Every entry below is to be copied exactly, with nothing omitted.

Data –
________________________
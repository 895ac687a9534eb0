use std::hash::Hash;

use indexmap::IndexMap;

/// Error type for local reorders
#[derive(Debug, Clone, PartialEq, Eq, thiserror::Error)]
pub enum ReorderError {
    #[error("position {index} out of range (0..{len})")]
    OutOfRange { index: usize, len: usize },
}

fn check(index: usize, len: usize) -> Result<(), ReorderError> {
    if index >= len {
        return Err(ReorderError::OutOfRange { index, len });
    }
    Ok(())
}

/// Take the item at `from` out and reinsert it at `to`. Items in between
/// shift by one. `from == to` leaves the list untouched.
pub fn move_item<T>(items: &mut Vec<T>, from: usize, to: usize) -> Result<(), ReorderError> {
    check(from, items.len())?;
    check(to, items.len())?;
    if from != to {
        let item = items.remove(from);
        items.insert(to, item);
    }
    Ok(())
}

/// Same as [`move_item`] for an insertion-ordered map
pub fn move_entry<K: Hash + Eq, V>(
    map: &mut IndexMap<K, V>,
    from: usize,
    to: usize,
) -> Result<(), ReorderError> {
    check(from, map.len())?;
    check(to, map.len())?;
    if from != to {
        map.move_index(from, to);
    }
    Ok(())
}

/// [`move_entry`] over the sub-sequence of entries matching `keep`.
/// `from` and `to` count matching entries only; the other entries keep
/// their relative order.
pub fn move_entry_where<K: Hash + Eq, V>(
    map: &mut IndexMap<K, V>,
    keep: impl Fn(&V) -> bool,
    from: usize,
    to: usize,
) -> Result<(), ReorderError> {
    let slots: Vec<usize> = map
        .values()
        .enumerate()
        .filter(|(_, v)| keep(v))
        .map(|(i, _)| i)
        .collect();
    check(from, slots.len())?;
    check(to, slots.len())?;
    if from != to {
        map.move_index(slots[from], slots[to]);
    }
    Ok(())
}

#[cfg(test)]
mod tests {
    use super::*;

    #[test]
    fn move_forward_and_back() {
        let mut v = vec!['a', 'b', 'c', 'd'];
        move_item(&mut v, 0, 2).unwrap();
        assert_eq!(v, vec!['b', 'c', 'a', 'd']);
        move_item(&mut v, 2, 0).unwrap();
        assert_eq!(v, vec!['a', 'b', 'c', 'd']);
    }

    #[test]
    fn move_to_end() {
        let mut v = vec![1, 2, 3];
        move_item(&mut v, 0, 2).unwrap();
        assert_eq!(v, vec![2, 3, 1]);
    }

    #[test]
    fn same_index_is_noop() {
        let mut v = vec![1, 2, 3];
        move_item(&mut v, 1, 1).unwrap();
        assert_eq!(v, vec![1, 2, 3]);
    }

    #[test]
    fn out_of_range_is_rejected_without_change() {
        let mut v = vec![1, 2, 3];
        assert_eq!(
            move_item(&mut v, 3, 0),
            Err(ReorderError::OutOfRange { index: 3, len: 3 })
        );
        assert_eq!(
            move_item(&mut v, 0, 5),
            Err(ReorderError::OutOfRange { index: 5, len: 3 })
        );
        assert_eq!(v, vec![1, 2, 3]);

        let mut empty: Vec<u8> = Vec::new();
        assert!(move_item(&mut empty, 0, 0).is_err());
    }

    #[test]
    fn map_entries_follow_vec_semantics() {
        let mut map: IndexMap<&str, u8> = [("a", 1), ("b", 2), ("c", 3), ("d", 4)]
            .into_iter()
            .collect();
        let mut keys = vec!["a", "b", "c", "d"];
        for (from, to) in [(0, 3), (3, 1), (2, 2), (1, 0)] {
            move_entry(&mut map, from, to).unwrap();
            move_item(&mut keys, from, to).unwrap();
            assert_eq!(map.keys().copied().collect::<Vec<_>>(), keys);
        }
        assert_eq!(map["c"], 3);
    }

    #[test]
    fn filtered_moves_count_matching_entries_only() {
        let mut map: IndexMap<u8, char> = [(1, 'a'), (2, 'X'), (3, 'b'), (4, 'Y'), (5, 'c')]
            .into_iter()
            .collect();
        let lower = |c: &char| c.is_lowercase();

        move_entry_where(&mut map, lower, 0, 2).unwrap();
        let lows: Vec<char> = map.values().copied().filter(|c| lower(c)).collect();
        assert_eq!(lows, vec!['b', 'c', 'a']);
        let highs: Vec<char> = map.values().copied().filter(|c| !lower(c)).collect();
        assert_eq!(highs, vec!['X', 'Y']);

        move_entry_where(&mut map, lower, 2, 0).unwrap();
        let lows: Vec<char> = map.values().copied().filter(|c| lower(c)).collect();
        assert_eq!(lows, vec!['a', 'b', 'c']);

        assert_eq!(
            move_entry_where(&mut map, lower, 0, 3),
            Err(ReorderError::OutOfRange { index: 3, len: 3 })
        );
    }
}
________________________
Written solution –
repository 895ac687a9534eb0
use std::hash::Hash;

use indexmap::IndexMap;

/// Error type for local reorders
#[derive(Debug, Clone, PartialEq, Eq, thiserror::Error)]
pub enum ReorderError {
    #[error("position {index} out of range (0..{len})")]
    OutOfRange { index: usize, len: usize },
}

fn check(index: usize, len: usize) -> Result<(), ReorderError> {
    if index >= len {
        return Err(ReorderError::OutOfRange { index, len });
    }
    Ok(())
}

/// Take the item at `from` out and reinsert it at `to`. Items in between
/// shift by one. `from == to` leaves the list untouched.
pub fn move_item<T>(items: &mut Vec<T>, from: usize, to: usize) -> Result<(), ReorderError> {
    check(from, items.len())?;
    check(to, items.len())?;
    if from != to {
        let item = items.remove(from);
        items.insert(to, item);
    }
    Ok(())
}

/// Same as [`move_item`] for an insertion-ordered map
pub fn move_entry<K: Hash + Eq, V>(
    map: &mut IndexMap<K, V>,
    from: usize,
    to: usize,
) -> Result<(), ReorderError> {
    check(from, map.len())?;
    check(to, map.len())?;
    if from != to {
        map.move_index(from, to);
    }
    Ok(())
}

/// [`move_entry`] over the sub-sequence of entries matching `keep`.
/// `from` and `to` count matching entries only; the other entries keep
/// their relative order.
pub fn move_entry_where<K: Hash + Eq, V>(
    map: &mut IndexMap<K, V>,
    keep: impl Fn(&V) -> bool,
    from: usize,
    to: usize,
) -> Result<(), ReorderError> {
    let slots: Vec<usize> = map
        .values()
        .enumerate()
        .filter(|(_, v)| keep(v))
        .map(|(i, _)| i)
        .collect();
    check(from, slots.len())?;
    check(to, slots.len())?;
    if from != to {
        map.move_index(slots[from], slots[to]);
    }
    Ok(())
}

#[cfg(test)]
mod tests {
    use super::*;

    #[test]
    fn move_forward_and_back() {
        let mut v = vec!['a', 'b', 'c', 'd'];
        move_item(&mut v, 0, 2).unwrap();
        assert_eq!(v, vec!['b', 'c', 'a', 'd']);
        move_item(&mut v, 2, 0).unwrap();
        assert_eq!(v, vec!['a', 'b', 'c', 'd']);
    }

    #[test]
    fn move_to_end() {
        let mut v = vec![1, 2, 3];
        move_item(&mut v, 0, 2).unwrap();
        assert_eq!(v, vec![2, 3, 1]);
    }

    #[test]
    fn same_index_is_noop() {
        let mut v = vec![1, 2, 3];
        move_item(&mut v, 1, 1).unwrap();
        assert_eq!(v, vec![1, 2, 3]);
    }

    #[test]
    fn out_of_range_is_rejected_without_change() {
        let mut v = vec![1, 2, 3];
        assert_eq!(
            move_item(&mut v, 3, 0),
            Err(ReorderError::OutOfRange { index: 3, len: 3 })
        );
        assert_eq!(
            move_item(&mut v, 0, 5),
            Err(ReorderError::OutOfRange { index: 5, len: 3 })
        );
        assert_eq!(v, vec![1, 2, 3]);

        let mut empty: Vec<u8> = Vec::new();
        assert!(move_item(&mut empty, 0, 0).is_err());
    }

    #[test]
    fn map_entries_follow_vec_semantics() {
        let mut map: IndexMap<&str, u8> = [("a", 1), ("b", 2), ("c", 3), ("d", 4)]
            .into_iter()
            .collect();
        let mut keys = vec!["a", "b", "c", "d"];
        for (from, to) in [(0, 3), (3, 1), (2, 2), (1, 0)] {
            move_entry(&mut map, from, to).unwrap();
            move_item(&mut keys, from, to).unwrap();
            assert_eq!(map.keys().copied().collect::<Vec<_>>(), keys);
        }
        assert_eq!(map["c"], 3);
    }

    #[test]
    fn filtered_moves_count_matching_entries_only() {
        let mut map: IndexMap<u8, char> = [(1, 'a'), (2, 'X'), (3, 'b'), (4, 'Y'), (5, 'c')]
            .into_iter()
            .collect();
        let lower = |c: &char| c.is_lowercase();

        move_entry_where(&mut map, lower, 0, 2).unwrap();
        let lows: Vec<char> = map.values().copied().filter(|c| lower(c)).collect();
        assert_eq!(lows, vec!['b', 'c', 'a']);
        let highs: Vec<char> = map.values().copied().filter(|c| !lower(c)).collect();
        assert_eq!(highs, vec!['X', 'Y']);

        move_entry_where(&mut map, lower, 2, 0).unwrap();
        let lows: Vec<char> = map.values().copied().filter(|c| lower(c)).collect();
        assert_eq!(lows, vec!['a', 'b', 'c']);

        assert_eq!(
            move_entry_where(&mut map, lower, 0, 3),
            Err(ReorderError::OutOfRange { index: 3, len: 3 })
        );
    }
}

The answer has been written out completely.